Fig. 3. Simulated distributions of the temperature and stress over the middle cross section at half thickness of the slab, and the slab deformation distribution with (a) hybrid cooling and (b) forced convection cooling.

Fig. 4. Calculated 3D wavefront of the probe beam through a Nd:YAG slab gain module at 8.8 kW pump power: (a) hybrid cooling, PV = 3.18$\lambda $ and rms = 0.76$\lambda $, (b) forced convection cooling, PV = 4.6$\lambda $ and rms = 1.14$\lambda$.
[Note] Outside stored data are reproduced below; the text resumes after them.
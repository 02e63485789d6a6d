// Copyright 2023-Present Datadog, Inc. https://www.datadoghq.com/
// SPDX-License-Identifier: Apache-2.0

use std::env;
use std::str::FromStr;
use std::time::Duration;

use tracing::warn;

use crate::batcher::OversizePolicy;
use crate::constants::{DEFAULT_REQUEST_TIMEOUT_SECS, DEFAULT_RETRIES};
use crate::credentials::{Credentials, CredentialsFactory};
use crate::errors::ConfigError;

#[derive(Debug, Clone)]
pub struct Config {
    pub credentials: CredentialsFactory,
    pub region: String,
    /// pause before every send attempt
    pub delay: Duration,
    pub request_timeout: Duration,
    /// attempts per batch, never below 1
    pub retries: u32,
    pub large_message_behavior: OversizePolicy,
    /// overrides `https://logs.{region}.amazonaws.com`
    pub endpoint: Option<String>,
    pub proxy_url: Option<String>,
}

impl Config {
    pub fn new(
        credentials: CredentialsFactory,
        region: impl Into<String>,
    ) -> Result<Config, ConfigError> {
        let region = region.into();
        if region.trim().is_empty() {
            return Err(ConfigError::Missing("region"));
        }
        Ok(Config {
            credentials,
            region,
            delay: Duration::ZERO,
            request_timeout: Duration::from_secs(DEFAULT_REQUEST_TIMEOUT_SECS),
            retries: DEFAULT_RETRIES,
            large_message_behavior: OversizePolicy::default(),
            endpoint: None,
            proxy_url: None,
        })
    }

    pub fn from_env() -> Result<Config, ConfigError> {
        let access_key_id = non_empty_var("AWS_ACCESS_KEY_ID")
            .ok_or(ConfigError::Missing("AWS_ACCESS_KEY_ID"))?;
        let secret_access_key = non_empty_var("AWS_SECRET_ACCESS_KEY")
            .ok_or(ConfigError::Missing("AWS_SECRET_ACCESS_KEY"))?;
        let mut credentials = Credentials::new(access_key_id, secret_access_key);
        if let Some(token) = non_empty_var("AWS_SESSION_TOKEN") {
            credentials = credentials.with_session_token(token);
        }

        let region = non_empty_var("AWS_REGION")
            .or_else(|| non_empty_var("AWS_DEFAULT_REGION"))
            .ok_or(ConfigError::Missing("AWS_REGION"))?;

        let mut config = Config::new(CredentialsFactory::new_from_static(credentials), region)?;

        if let Some(delay_ms) = parsed_var::<u64>("CLOUDWATCH_LOGS_DELAY_MS") {
            config.delay = Duration::from_millis(delay_ms);
        }
        if let Some(timeout_secs) = parsed_var::<u64>("CLOUDWATCH_LOGS_REQUEST_TIMEOUT_SECS") {
            config.request_timeout = Duration::from_secs(timeout_secs);
        }
        if let Some(retries) = parsed_var::<u32>("CLOUDWATCH_LOGS_RETRIES") {
            config.retries = retries;
        }
        if let Some(behavior) = non_empty_var("CLOUDWATCH_LOGS_LARGE_MESSAGE_BEHAVIOR") {
            config.large_message_behavior = behavior.parse()?;
        }
        config.endpoint = non_empty_var("CLOUDWATCH_LOGS_ENDPOINT");
        config.proxy_url = non_empty_var("HTTPS_PROXY");

        Ok(config)
    }

    /// Configured retries with the floor of one attempt applied.
    #[must_use]
    pub fn attempts(&self) -> u32 {
        self.retries.max(1)
    }

    #[must_use]
    pub fn endpoint_url(&self) -> String {
        match &self.endpoint {
            Some(endpoint) => endpoint.trim_end_matches('/').to_string(),
            None => format!("https://logs.{}.amazonaws.com", self.region),
        }
    }
}

fn non_empty_var(name: &str) -> Option<String> {
    env::var(name).ok().filter(|value| !value.trim().is_empty())
}

fn parsed_var<T: FromStr>(name: &str) -> Option<T> {
    let value = non_empty_var(name)?;
    match value.trim().parse::<T>() {
        Ok(parsed) => Some(parsed),
        Err(_) => {
            warn!("Ignoring invalid value '{value}' for {name}, using the default");
            None
        }
    }
}
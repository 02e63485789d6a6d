// Copyright 2023-Present Datadog, Inc. https://www.datadoghq.com/
// SPDX-License-Identifier: Apache-2.0

#![cfg_attr(not(test), deny(clippy::panic))]
#![cfg_attr(not(test), deny(clippy::unwrap_used))]
#![cfg_attr(not(test), deny(clippy::expect_used))]
#![cfg_attr(not(test), deny(clippy::todo))]
#![cfg_attr(not(test), deny(clippy::unimplemented))]

use std::{env, sync::Arc};
use tokio::{
    io::{stdin, AsyncBufReadExt, BufReader},
    sync::mpsc,
    time::{interval, Duration},
};
use tokio_util::sync::CancellationToken;
use tracing::{debug, error, info};
use tracing_subscriber::EnvFilter;

use cloudwatch_logs::{config::Config, delivery::DeliveryEngine, registry::Registry};

const DEFAULT_FLUSH_INTERVAL: u64 = 5;
const LINE_CHANNEL_CAPACITY: usize = 1024;

#[tokio::main]
pub async fn main() {
    let log_level = env::var("CLOUDWATCH_LOGS_LOG_LEVEL")
        .map(|val| val.to_lowercase())
        .unwrap_or("info".to_string());

    let env_filter = format!("h2=off,hyper=off,rustls=off,{}", log_level);
    let env_filter = EnvFilter::try_new(env_filter).unwrap_or_else(|_| EnvFilter::new("info"));

    let subscriber = tracing_subscriber::fmt::Subscriber::builder()
        .with_env_filter(env_filter)
        .with_level(true)
        .with_thread_names(false)
        .with_thread_ids(false)
        .with_line_number(false)
        .with_file(false)
        .with_target(true)
        .without_time()
        .finish();
    if let Err(e) = tracing::subscriber::set_global_default(subscriber) {
        eprintln!("Unable to install log subscriber: {e}");
        return;
    }

    debug!("Logging subsystem enabled");

    let config = match Config::from_env() {
        Ok(config) => Arc::new(config),
        Err(e) => {
            error!("Error loading config: {e}. Shutting down shipper.");
            return;
        }
    };

    let (Some(group), Some(stream)) = (
        non_empty_var("CLOUDWATCH_LOGS_GROUP"),
        non_empty_var("CLOUDWATCH_LOGS_STREAM"),
    ) else {
        error!(
            "CLOUDWATCH_LOGS_GROUP and CLOUDWATCH_LOGS_STREAM must be set. Shutting down shipper."
        );
        return;
    };

    let flush_interval_secs = match non_empty_var("CLOUDWATCH_LOGS_FLUSH_INTERVAL_SECS") {
        Some(value) => value.parse::<u64>().unwrap_or_else(|_| {
            error!("Invalid flush interval '{value}', using {DEFAULT_FLUSH_INTERVAL}s");
            DEFAULT_FLUSH_INTERVAL
        }),
        None => DEFAULT_FLUSH_INTERVAL,
    }
    .max(1);

    let registry = match Registry::from_config(config) {
        Ok(registry) => registry,
        Err(e) => {
            error!("Error creating transport: {e}. Shutting down shipper.");
            return;
        }
    };
    let engine = registry.engine(&group, &stream);

    let cancel_token = CancellationToken::new();
    let ctrl_c_token = cancel_token.clone();
    tokio::spawn(async move {
        if tokio::signal::ctrl_c().await.is_ok() {
            info!("Interrupted, flushing before exit");
            ctrl_c_token.cancel();
        }
    });

    let (line_tx, mut line_rx) = mpsc::channel::<String>(LINE_CHANNEL_CAPACITY);
    tokio::spawn(read_lines(line_tx));

    info!("Shipping stdin to {group}:{stream} every {flush_interval_secs}s");

    let mut buffer: Vec<String> = Vec::new();
    let mut flush_interval = interval(Duration::from_secs(flush_interval_secs));
    flush_interval.tick().await; // discard first tick, which is instantaneous

    loop {
        tokio::select! {
            _ = flush_interval.tick() => {
                ship(&engine, &mut buffer).await;
            }
            line = line_rx.recv() => match line {
                Some(line) => buffer.push(line),
                None => {
                    debug!("Reached end of input");
                    break;
                }
            },
            _ = cancel_token.cancelled() => break,
        }
    }

    ship(&engine, &mut buffer).await;
    if engine.pending_batches() > 0 {
        error!(
            "Exiting with {} undelivered batches",
            engine.pending_batches()
        );
    }
}

async fn read_lines(line_tx: mpsc::Sender<String>) {
    let mut lines = BufReader::new(stdin()).lines();
    loop {
        match lines.next_line().await {
            Ok(Some(line)) => {
                if line_tx.send(line).await.is_err() {
                    return;
                }
            }
            Ok(None) => return,
            Err(e) => {
                error!("Error reading stdin: {e}");
                return;
            }
        }
    }
}

/// Ships buffered lines, or retries batches kept by an earlier failure.
async fn ship(engine: &DeliveryEngine, buffer: &mut Vec<String>) {
    let result = if buffer.is_empty() {
        if engine.pending_batches() == 0 {
            return;
        }
        engine.flush().await
    } else {
        debug!("Shipping {} lines", buffer.len());
        engine.log_many(buffer.drain(..)).await
    };
    if let Err(e) = result {
        error!("Failed to ship logs to {}: {e}", engine.destination());
    }
}

fn non_empty_var(name: &str) -> Option<String> {
    env::var(name).ok().filter(|value| !value.trim().is_empty())
}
To evaluate the lasing performance of the face-pumped slab Nd:YAG module, we made a laser oscillator based on a single gain module. Figure 5(a) shows the schematic diagram of the laser oscillator with a cavity consisting of a high reflection (HR) plane-concave rear mirror ($R=-800$) and a plane output coupler ($T=60{\%}$). The two cut-edge facets were AR coated at 1064 nm. The laser beam traveled near normal incident to the edge facets and propagated along a zigzag path in the slab. About 90% of the pump light was absorbed in the double pass configuration. At the pump power of 8.8 kW, a maximum output power of 4.5 kW was obtained, corresponding to an optical-optical conversion efficiency of 51%. As far as we know, it is the highest conversion efficiency reported for a single slab Nd:YAG module oscillator. The measured power fluctuation was less than $\pm$0.5% over 30 min at full output power, as shown in the inset of Fig. 5(b).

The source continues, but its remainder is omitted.